(Records supplied)
//! Batched activity ingestion that yields to the purge worker.
//!
//! Producers push records into a bounded, lock-free channel. A background
//! task drains it on an interval and writes each batch through an
//! [`ActivitySink`]. While a purge has the consumer paused the worker writes
//! nothing and advertises a safe point; pending records stay queued until the
//! pause is released.
//!
//! ## Handshake
//! - Idle between flushes: `paused_success = true`.
//! - Flushing: `paused_success = false` for the duration of the write.
//! - `is_paused` is only ever read here.

use std::{
    sync::{
        Arc,
        atomic::{AtomicBool, AtomicU64, Ordering},
    },
    time::Duration,
};

use crossbeam_channel::{Receiver, Sender, TryRecvError, TrySendError};

use super::sink::ActivitySink;
use crate::{maintenance::ConsumerPauseState, models::ActivityRecord, observability::metrics};

/// Configuration for the ingest buffer.
#[derive(Debug, Clone)]
pub struct IngestBufferConfig {
    /// Maximum number of records written per batch.
    /// Default: 1000
    pub max_size: usize,
    /// Time between flushes.
    /// Default: 1 second
    pub flush_interval: Duration,
    /// Maximum queued records before new ones are dropped.
    /// Default: 10,000 (10x max_size)
    pub max_pending_entries: usize,
}

impl Default for IngestBufferConfig {
    fn default() -> Self {
        Self {
            max_size: 1000,
            flush_interval: Duration::from_secs(1),
            max_pending_entries: 10_000,
        }
    }
}

impl From<&crate::config::IngestBufferConfig> for IngestBufferConfig {
    fn from(config: &crate::config::IngestBufferConfig) -> Self {
        Self {
            max_size: config.max_size,
            flush_interval: Duration::from_millis(config.flush_interval_ms),
            max_pending_entries: config.max_pending_entries,
        }
    }
}

/// Async buffer for activity records.
///
/// Uses a lock-free MPSC channel for pushes. If the channel is full
/// (`max_pending_entries`), new records are dropped to bound memory while a
/// purge holds the consumer paused or the sink is failing.
pub struct IngestBuffer {
    sender: Sender<ActivityRecord>,
    receiver: Receiver<ActivityRecord>,
    config: IngestBufferConfig,
    pause: Arc<ConsumerPauseState>,
    shutdown: AtomicBool,
    dropped_count: AtomicU64,
}

impl IngestBuffer {
    pub fn new(config: IngestBufferConfig, pause: Arc<ConsumerPauseState>) -> Self {
        let capacity = if config.max_pending_entries > 0 {
            config.max_pending_entries
        } else {
            1_000_000
        };
        let (sender, receiver) = crossbeam_channel::bounded(capacity);

        Self {
            sender,
            receiver,
            config,
            pause,
            shutdown: AtomicBool::new(false),
            dropped_count: AtomicU64::new(0),
        }
    }

    /// Queue a record for the next flush. Never blocks.
    pub fn push(&self, record: ActivityRecord) {
        match self.sender.try_send(record) {
            Ok(()) => {}
            Err(TrySendError::Full(_)) => {
                metrics::record_ingest_entries("dropped", 1);
                let count = self.dropped_count.fetch_add(1, Ordering::Relaxed);
                // Every 100 drops
                if count.is_multiple_of(100) {
                    tracing::warn!(
                        dropped_count = count + 1,
                        max_pending = self.config.max_pending_entries,
                        paused = self.pause.is_paused(),
                        "Ingest buffer overflow: dropping activity records"
                    );
                }
            }
            Err(TrySendError::Disconnected(_)) => {}
        }
    }

    /// Records dropped because the buffer was full.
    pub fn dropped_count(&self) -> u64 {
        self.dropped_count.load(Ordering::Relaxed)
    }

    /// Start the background flush worker. Runs until [`shutdown`](Self::shutdown).
    pub fn start_worker(
        self: &Arc<Self>,
        sink: Arc<dyn ActivitySink>,
    ) -> tokio::task::JoinHandle<()> {
        let buffer = Arc::clone(self);
        let flush_interval = self.config.flush_interval;
        let max_batch_size = self.config.max_size;

        tokio::spawn(async move {
            let mut batch = Vec::with_capacity(max_batch_size);
            buffer.pause.acknowledge(true);

            loop {
                buffer.flush_unless_paused(&sink, &mut batch, max_batch_size).await;

                if buffer.shutdown.load(Ordering::Acquire) {
                    buffer.final_flush(&sink, &mut batch).await;
                    tracing::info!("Ingest buffer worker shutting down");
                    break;
                }

                tokio::time::sleep(flush_interval).await;
            }
        })
    }

    async fn flush_unless_paused(
        &self,
        sink: &Arc<dyn ActivitySink>,
        batch: &mut Vec<ActivityRecord>,
        max_batch_size: usize,
    ) {
        if self.receiver.is_empty() {
            return;
        }

        // Leave the safe point before reading the pause request.
        self.pause.acknowledge(false);
        if self.pause.is_paused() {
            tracing::trace!(pending = self.receiver.len(), "Consumer paused, holding records");
            self.pause.acknowledge(true);
            return;
        }

        self.drain_entries(batch, max_batch_size);
        if !batch.is_empty() {
            self.flush_batch(sink, batch).await;
        }
        self.pause.acknowledge(true);
    }

    async fn final_flush(&self, sink: &Arc<dyn ActivitySink>, batch: &mut Vec<ActivityRecord>) {
        self.drain_all(batch);
        if batch.is_empty() {
            return;
        }

        if self.pause.is_paused() {
            tracing::warn!(
                count = batch.len(),
                "Shutting down during a purge, discarding pending activity records"
            );
            metrics::record_ingest_entries("dropped", batch.len() as u64);
            batch.clear();
            return;
        }

        self.pause.acknowledge(false);
        self.flush_batch(sink, batch).await;
        self.pause.acknowledge(true);
    }

    fn drain_entries(&self, batch: &mut Vec<ActivityRecord>, max_size: usize) {
        while batch.len() < max_size {
            match self.receiver.try_recv() {
                Ok(record) => batch.push(record),
                Err(TryRecvError::Empty) | Err(TryRecvError::Disconnected) => break,
            }
        }
    }

    fn drain_all(&self, batch: &mut Vec<ActivityRecord>) {
        while let Ok(record) = self.receiver.try_recv() {
            batch.push(record);
        }
    }

    /// Signal the worker to flush what is queued and exit.
    pub fn shutdown(&self) {
        self.shutdown.store(true, Ordering::Release);
    }

    async fn flush_batch(&self, sink: &Arc<dyn ActivitySink>, batch: &mut Vec<ActivityRecord>) {
        let count = batch.len();
        tracing::debug!(count, sink = sink.name(), "Flushing ingest buffer");

        match sink.write_batch(batch).await {
            Ok(written) => {
                tracing::debug!(written, total = count, "Ingest flush successful");
            }
            Err(e) => {
                tracing::error!(error = %e, count, sink = sink.name(), "Ingest flush failed");
            }
        }

        batch.clear();
    }

    /// Records waiting to be flushed.
    pub fn len(&self) -> usize {
        self.receiver.len()
    }

    pub fn is_empty(&self) -> bool {
        self.receiver.is_empty()
    }
}

#[cfg(test)]
mod tests {
    use std::sync::Mutex;

    use async_trait::async_trait;

    use super::*;
    use crate::{
        ingest::sink::ActivitySinkError, maintenance::MaintenanceFlags, models::ActivityTable,
    };

    fn make_record() -> ActivityRecord {
        ActivityRecord {
            table: ActivityTable::Block,
            time: 1_700_000_000,
            actor: "alex".into(),
            detail: None,
        }
    }

    /// Remembers every batch and the consumer's advertised state while writing.
    struct RecordingSink {
        pause: Arc<ConsumerPauseState>,
        written: Mutex<Vec<ActivityRecord>>,
        safe_point_during_write: Mutex<Vec<bool>>,
    }

    impl RecordingSink {
        fn new(pause: &Arc<ConsumerPauseState>) -> Arc<Self> {
            Arc::new(Self {
                pause: Arc::clone(pause),
                written: Mutex::new(Vec::new()),
                safe_point_during_write: Mutex::new(Vec::new()),
            })
        }

        fn written(&self) -> usize {
            self.written.lock().unwrap().len()
        }
    }

    #[async_trait]
    impl ActivitySink for RecordingSink {
        async fn write_batch(
            &self,
            records: &[ActivityRecord],
        ) -> Result<usize, ActivitySinkError> {
            self.safe_point_during_write
                .lock()
                .unwrap()
                .push(self.pause.paused_success());
            self.written.lock().unwrap().extend_from_slice(records);
            Ok(records.len())
        }

        fn name(&self) -> &'static str {
            "recording"
        }
    }

    fn buffer(config: IngestBufferConfig) -> (Arc<IngestBuffer>, Arc<ConsumerPauseState>) {
        let pause = Arc::new(ConsumerPauseState::new());
        (Arc::new(IngestBuffer::new(config, Arc::clone(&pause))), pause)
    }

    #[test]
    fn test_buffer_config_defaults() {
        let config = IngestBufferConfig::default();
        assert_eq!(config.max_size, 1000);
        assert_eq!(config.flush_interval, Duration::from_secs(1));
        assert_eq!(config.max_pending_entries, 10_000);
    }

    #[test]
    fn test_buffer_push_and_len() {
        let (buffer, _) = buffer(IngestBufferConfig::default());

        assert!(buffer.is_empty());
        buffer.push(make_record());
        buffer.push(make_record());
        assert_eq!(buffer.len(), 2);
    }

    #[test]
    fn test_buffer_overflow_drops_new_entries() {
        let (buffer, _) = buffer(IngestBufferConfig {
            max_size: 10,
            flush_interval: Duration::from_secs(60),
            max_pending_entries: 5,
        });

        for _ in 0..5 {
            buffer.push(make_record());
        }
        assert_eq!(buffer.dropped_count(), 0);

        for _ in 0..4 {
            buffer.push(make_record());
        }
        assert_eq!(buffer.len(), 5);
        assert_eq!(buffer.dropped_count(), 4);
    }

    #[test]
    fn test_drain_entries_respects_batch_size() {
        let (buffer, _) = buffer(IngestBufferConfig {
            max_size: 10,
            flush_interval: Duration::from_secs(60),
            max_pending_entries: 100,
        });
        for _ in 0..15 {
            buffer.push(make_record());
        }

        let mut batch = Vec::new();
        buffer.drain_entries(&mut batch, 10);
        assert_eq!(batch.len(), 10);
        assert_eq!(buffer.len(), 5);
    }

    #[tokio::test(start_paused = true)]
    async fn test_worker_flushes_outside_safe_point() {
        let (buffer, pause) = buffer(IngestBufferConfig::default());
        let sink = RecordingSink::new(&pause);
        for _ in 0..3 {
            buffer.push(make_record());
        }

        let handle = buffer.start_worker(sink.clone());
        tokio::time::sleep(Duration::from_millis(1500)).await;

        assert_eq!(sink.written(), 3);
        assert_eq!(*sink.safe_point_during_write.lock().unwrap(), vec![false]);
        // Back at a safe point between flushes.
        assert!(pause.paused_success());

        buffer.shutdown();
        handle.await.unwrap();
    }

    #[tokio::test(start_paused = true)]
    async fn test_worker_holds_records_while_paused() {
        let (buffer, pause) = buffer(IngestBufferConfig::default());
        let flags = Arc::new(MaintenanceFlags::new());
        let sink = RecordingSink::new(&pause);

        let window = flags.begin_purge(&pause).unwrap();
        window.pause_consumer();

        let handle = buffer.start_worker(sink.clone());
        for _ in 0..4 {
            buffer.push(make_record());
        }
        tokio::time::sleep(Duration::from_secs(5)).await;

        assert_eq!(sink.written(), 0);
        assert_eq!(buffer.len(), 4);
        assert!(pause.paused_success());

        drop(window);
        tokio::time::sleep(Duration::from_secs(2)).await;

        assert_eq!(sink.written(), 4);
        assert!(buffer.is_empty());

        buffer.shutdown();
        handle.await.unwrap();
    }

    #[tokio::test(start_paused = true)]
    async fn test_shutdown_flushes_remaining() {
        let (buffer, pause) = buffer(IngestBufferConfig {
            max_size: 2,
            flush_interval: Duration::from_secs(60),
            max_pending_entries: 100,
        });
        let sink = RecordingSink::new(&pause);
        for _ in 0..5 {
            buffer.push(make_record());
        }

        // The first pass writes one batch, shutdown drains the rest.
        buffer.shutdown();
        buffer.start_worker(sink.clone()).await.unwrap();

        assert_eq!(sink.written(), 5);
    }

    #[tokio::test(start_paused = true)]
    async fn test_shutdown_during_purge_discards_pending() {
        let (buffer, pause) = buffer(IngestBufferConfig::default());
        let flags = Arc::new(MaintenanceFlags::new());
        let sink = RecordingSink::new(&pause);

        let window = flags.begin_purge(&pause).unwrap();
        window.pause_consumer();
        buffer.push(make_record());

        buffer.shutdown();
        buffer.start_worker(sink.clone()).await.unwrap();

        assert_eq!(sink.written(), 0);
        assert!(buffer.is_empty());
        drop(window);
    }
}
(End Records supplied)
Work order: Your task for the entries above: copy exactly the span starting with the line with "the ingest buffer." and going on through the line with "channel is full", both lines included, and nothing else.

Solution for this exercise:
/// Configuration for the ingest buffer.
#[derive(Debug, Clone)]
pub struct IngestBufferConfig {
    /// Maximum number of records written per batch.
    /// Default: 1000
    pub max_size: usize,
    /// Time between flushes.
    /// Default: 1 second
    pub flush_interval: Duration,
    /// Maximum queued records before new ones are dropped.
    /// Default: 10,000 (10x max_size)
    pub max_pending_entries: usize,
}

impl Default for IngestBufferConfig {
    fn default() -> Self {
        Self {
            max_size: 1000,
            flush_interval: Duration::from_secs(1),
            max_pending_entries: 10_000,
        }
    }
}

impl From<&crate::config::IngestBufferConfig> for IngestBufferConfig {
    fn from(config: &crate::config::IngestBufferConfig) -> Self {
        Self {
            max_size: config.max_size,
            flush_interval: Duration::from_millis(config.flush_interval_ms),
            max_pending_entries: config.max_pending_entries,
        }
    }
}

/// Async buffer for activity records.
///
/// Uses a lock-free MPSC channel for pushes. If the channel is full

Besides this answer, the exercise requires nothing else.